═════ PROVIDED MATERIAL

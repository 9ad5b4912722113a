#![allow(dead_code)]

use axum::Router;
use axum::body::Body;
use axum::http::{Method, Request, Response};
use dealership_reviews_api::api::{self, AppState};
use dealership_reviews_api::repository::{self, DEALERSHIPS, REVIEWS};
use dealership_reviews_api::storage::{
    Document, DocumentStore, Filter, MemoryStore, Query, StoreError, StoreResult,
};
use http_body_util::BodyExt;
use serde_json::{Value, json};
use std::sync::Arc;
use tower::ServiceExt;

pub fn doc(value: Value) -> Document {
    value.as_object().cloned().expect("fixture must be an object")
}

pub fn dealerships() -> Vec<Document> {
    vec![
        doc(json!({"id": 1, "state": "Texas", "city": "El Paso", "full_name": "Holdlamis Car Dealership"})),
        doc(json!({"id": 2, "state": "Kansas", "city": "Topeka", "full_name": "Temp Car Dealership"})),
        doc(json!({"id": 3, "state": "Texas", "city": "Austin", "full_name": "Sub-Ex Car Dealership"})),
    ]
}

pub fn reviews() -> Vec<Document> {
    vec![
        doc(json!({"id": 1, "name": "Berkly Shepley", "dealership": 1, "review": "Total grid-enabled service-desk",
                   "purchase": true, "purchase_date": "07/11/2020", "car_make": "Audi", "car_model": "A6", "car_year": 2010})),
        doc(json!({"id": 2, "name": "Gwenora Zettoi", "dealership": 2, "review": "Future-proofed foreground capability",
                   "purchase": true, "purchase_date": "09/17/2020", "car_make": "Pontiac", "car_model": "Firebird", "car_year": 1995})),
        doc(json!({"id": 5, "name": "Cal Wenzel", "dealership": 1, "review": "Ergonomic tangible moratorium",
                   "purchase": false})),
    ]
}

/// Indexed in-memory store holding the standard dealerships and reviews.
pub async fn seeded_store() -> Arc<MemoryStore> {
    let store = Arc::new(MemoryStore::new());
    repository::ensure_indexes(store.as_ref()).await.unwrap();
    store.insert_many(DEALERSHIPS, dealerships()).await.unwrap();
    store.insert_many(REVIEWS, reviews()).await.unwrap();
    store
}

pub fn app<S: DocumentStore>(store: Arc<S>) -> Router {
    let state = AppState::new(store);
    state.mark_seeded();
    api::router(state)
}

pub async fn get(app: Router, uri: &str) -> Response<Body> {
    let request = Request::builder().uri(uri).body(Body::empty()).unwrap();
    app.oneshot(request).await.unwrap()
}

pub async fn post_raw(app: Router, uri: &str, body: impl Into<Body>) -> Response<Body> {
    let request = Request::builder()
        .method(Method::POST)
        .uri(uri)
        .body(body.into())
        .unwrap();
    app.oneshot(request).await.unwrap()
}

pub async fn body_bytes(response: Response<Body>) -> Vec<u8> {
    response.into_body().collect().await.unwrap().to_bytes().to_vec()
}

pub async fn body_json(response: Response<Body>) -> Value {
    serde_json::from_slice(&body_bytes(response).await).unwrap()
}

/// Ids of a JSON array of documents, sorted.
pub fn ids(value: &Value) -> Vec<i64> {
    let mut ids: Vec<i64> = value
        .as_array()
        .expect("expected a JSON array")
        .iter()
        .map(|d| d["id"].as_i64().expect("document without id"))
        .collect();
    ids.sort_unstable();
    ids
}

/// Store whose every operation fails, as an unreachable backend would.
pub struct UnavailableStore;

impl DocumentStore for UnavailableStore {
    async fn find(&self, _: &str, _: Query) -> StoreResult<Vec<Document>> {
        Err(StoreError::Unavailable("connection refused".into()))
    }

    async fn insert_one(&self, _: &str, _: Document) -> StoreResult<()> {
        Err(StoreError::Unavailable("connection refused".into()))
    }

    async fn insert_many(&self, _: &str, _: Vec<Document>) -> StoreResult<usize> {
        Err(StoreError::Unavailable("connection refused".into()))
    }

    async fn delete_many(&self, _: &str, _: Filter) -> StoreResult<usize> {
        Err(StoreError::Unavailable("connection refused".into()))
    }

    async fn create_unique_index(&self, _: &str, _: &str) -> StoreResult<()> {
        Err(StoreError::Unavailable("connection refused".into()))
    }

    async fn flush(&self) -> StoreResult<()> {
        Ok(())
    }
}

══════════

TASK ITEM ▸ Every line in the records has to be written out again exactly.

ANSWER TO THIS TASK ▸
repository 9ad5b4912722113a
#![allow(dead_code)]

use axum::Router;
use axum::body::Body;
use axum::http::{Method, Request, Response};
use dealership_reviews_api::api::{self, AppState};
use dealership_reviews_api::repository::{self, DEALERSHIPS, REVIEWS};
use dealership_reviews_api::storage::{
    Document, DocumentStore, Filter, MemoryStore, Query, StoreError, StoreResult,
};
use http_body_util::BodyExt;
use serde_json::{Value, json};
use std::sync::Arc;
use tower::ServiceExt;

pub fn doc(value: Value) -> Document {
    value.as_object().cloned().expect("fixture must be an object")
}

pub fn dealerships() -> Vec<Document> {
    vec![
        doc(json!({"id": 1, "state": "Texas", "city": "El Paso", "full_name": "Holdlamis Car Dealership"})),
        doc(json!({"id": 2, "state": "Kansas", "city": "Topeka", "full_name": "Temp Car Dealership"})),
        doc(json!({"id": 3, "state": "Texas", "city": "Austin", "full_name": "Sub-Ex Car Dealership"})),
    ]
}

pub fn reviews() -> Vec<Document> {
    vec![
        doc(json!({"id": 1, "name": "Berkly Shepley", "dealership": 1, "review": "Total grid-enabled service-desk",
                   "purchase": true, "purchase_date": "07/11/2020", "car_make": "Audi", "car_model": "A6", "car_year": 2010})),
        doc(json!({"id": 2, "name": "Gwenora Zettoi", "dealership": 2, "review": "Future-proofed foreground capability",
                   "purchase": true, "purchase_date": "09/17/2020", "car_make": "Pontiac", "car_model": "Firebird", "car_year": 1995})),
        doc(json!({"id": 5, "name": "Cal Wenzel", "dealership": 1, "review": "Ergonomic tangible moratorium",
                   "purchase": false})),
    ]
}

/// Indexed in-memory store holding the standard dealerships and reviews.
pub async fn seeded_store() -> Arc<MemoryStore> {
    let store = Arc::new(MemoryStore::new());
    repository::ensure_indexes(store.as_ref()).await.unwrap();
    store.insert_many(DEALERSHIPS, dealerships()).await.unwrap();
    store.insert_many(REVIEWS, reviews()).await.unwrap();
    store
}

pub fn app<S: DocumentStore>(store: Arc<S>) -> Router {
    let state = AppState::new(store);
    state.mark_seeded();
    api::router(state)
}

pub async fn get(app: Router, uri: &str) -> Response<Body> {
    let request = Request::builder().uri(uri).body(Body::empty()).unwrap();
    app.oneshot(request).await.unwrap()
}

pub async fn post_raw(app: Router, uri: &str, body: impl Into<Body>) -> Response<Body> {
    let request = Request::builder()
        .method(Method::POST)
        .uri(uri)
        .body(body.into())
        .unwrap();
    app.oneshot(request).await.unwrap()
}

pub async fn body_bytes(response: Response<Body>) -> Vec<u8> {
    response.into_body().collect().await.unwrap().to_bytes().to_vec()
}

pub async fn body_json(response: Response<Body>) -> Value {
    serde_json::from_slice(&body_bytes(response).await).unwrap()
}

/// Ids of a JSON array of documents, sorted.
pub fn ids(value: &Value) -> Vec<i64> {
    let mut ids: Vec<i64> = value
        .as_array()
        .expect("expected a JSON array")
        .iter()
        .map(|d| d["id"].as_i64().expect("document without id"))
        .collect();
    ids.sort_unstable();
    ids
}

/// Store whose every operation fails, as an unreachable backend would.
pub struct UnavailableStore;

impl DocumentStore for UnavailableStore {
    async fn find(&self, _: &str, _: Query) -> StoreResult<Vec<Document>> {
        Err(StoreError::Unavailable("connection refused".into()))
    }

    async fn insert_one(&self, _: &str, _: Document) -> StoreResult<()> {
        Err(StoreError::Unavailable("connection refused".into()))
    }

    async fn insert_many(&self, _: &str, _: Vec<Document>) -> StoreResult<usize> {
        Err(StoreError::Unavailable("connection refused".into()))
    }

    async fn delete_many(&self, _: &str, _: Filter) -> StoreResult<usize> {
        Err(StoreError::Unavailable("connection refused".into()))
    }

    async fn create_unique_index(&self, _: &str, _: &str) -> StoreResult<()> {
        Err(StoreError::Unavailable("connection refused".into()))
    }

    async fn flush(&self) -> StoreResult<()> {
        Ok(())
    }
}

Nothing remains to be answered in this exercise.